Au cours des dernières décennies, la gestion des finances publiques a subi, dans les pays développés, une véritable révolution. Le budget-programme a remplacé le budget de moyens qui avait été pendant des siècles1 l’outil de gestion financière par excellence. L’emphase a été mise sur les services livrés aux citoyens et la performance de l’administration est appréciée par rapport à l’atteinte des objectifs fixés.

Les assises du nouveau paradigme posées, le modèle a évolué progressivement, redéfinissant aussi les attentes en matière de reddition des comptes. Ainsi, on est passé des analyses d’efficacité (extrants, effets et impacts) et d’économie à celle d’efficience.
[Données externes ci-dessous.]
use axum::Json;
use axum::http::StatusCode;
use axum::response::{IntoResponse, Response};
use serde::Serialize;
use thiserror::Error;

use crate::locator::LocateError;
use crate::reference::ReferenceError;

/// Shown for every failure other than an oversized upload.
pub const UNEXPECTED_ERROR_MESSAGE: &str = "予期せぬエラーが発生しました。";

pub fn file_size_message(limit_bytes: usize) -> String {
    format!("ファイルサイズは{}Mbまでアップロードできます。", limit_bytes / (1024 * 1024))
}

#[derive(Debug, Error)]
pub enum ApiError {
    #[error("upload exceeds the {limit} byte limit")]
    PayloadTooLarge { limit: usize },

    #[error("invalid request: {0}")]
    Validation(String),

    #[error(transparent)]
    Locate(#[from] LocateError),

    #[error("request timed out")]
    Timeout,

    #[error("internal error: {0}")]
    Internal(String),
}

#[derive(Debug, Serialize)]
pub struct ErrorBody {
    pub error_message: String,
}

impl ApiError {
    /// Client mistakes map to 422; broken reference data and runtime
    /// failures are the server's fault.
    pub fn status_code(&self) -> StatusCode {
        match self {
            ApiError::PayloadTooLarge { .. } | ApiError::Validation(_) => StatusCode::UNPROCESSABLE_ENTITY,
            ApiError::Timeout => StatusCode::REQUEST_TIMEOUT,
            ApiError::Locate(LocateError::Decode(_))
            | ApiError::Locate(LocateError::Reference(ReferenceError::UnknownMap(_))) => {
                StatusCode::UNPROCESSABLE_ENTITY
            }
            ApiError::Locate(LocateError::Reference(_))
            | ApiError::Locate(LocateError::Rank(_))
            | ApiError::Internal(_) => StatusCode::INTERNAL_SERVER_ERROR,
        }
    }

    fn message(&self) -> String {
        match self {
            ApiError::PayloadTooLarge { limit } => file_size_message(*limit),
            _ => UNEXPECTED_ERROR_MESSAGE.to_owned(),
        }
    }
}

impl IntoResponse for ApiError {
    fn into_response(self) -> Response {
        let status = self.status_code();
        if status.is_server_error() {
            tracing::error!("request failed: {self}");
        } else {
            tracing::warn!("request rejected: {self}");
        }

        let body = ErrorBody {
            error_message: self.message(),
        };
        (status, Json(body)).into_response()
    }
}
Par exemple, en Grande-Bretagne, c’est l’Audit Commission2 qui pour les services publics locaux, est chargée de contrôler les trois E (Efficacité, Économie, Efficience) sous-jacents au principe « Value for Money » (VfM).

Plus récemment, encore, on a pu constater une évolution du concept de VfM. Le vieillissement de la population entraîne une augmentation des coûts des services rendus alors que la base fiscale se rétrécit. Il semblerait alors logique que la VfM soit envisagée sous sa seule dimension « Faire plus avec moins »; mais cela paraît insuffisant.

En effet, il est loin d’être évident que les réductions potentielles de coûts (y compris celles induites par l’introduction de nouvelles technologies) pourront permettre de financer les nouveaux besoins. De là à imaginer que l’on doive « Faire autrement avec moins » il n’y a qu’un pas. « Faire autrement avec moins », cela signifie allouer les budgets aux objectifs et non aux activités qui sont censées permettre de les atteindre. Problème de sémantique? Pas uniquement. Une telle démarche suppose 1) l’existence d’un projet social partagé; 2) une hiérarchisation quantifiable des enjeux sociaux; 3) l’allocation des ressources en fonction de l’importance de ces enjeux et 4) le passage au crible de tous les services pour ne retenir que ceux qui y concourent de manière efficiente. Dans le même sens, le Centre for Social Justice britannique, dans sa réponse à la revue du cadre de dépense 2010 notait :

« There needs to be a clear recognition that the government’s priorities should be about the societal outcomes it hopes to achieve and not the services it provides: what matters ultimately is the level of crime and people’s feelings of safety, for example, rather than the number of police or arrests.3»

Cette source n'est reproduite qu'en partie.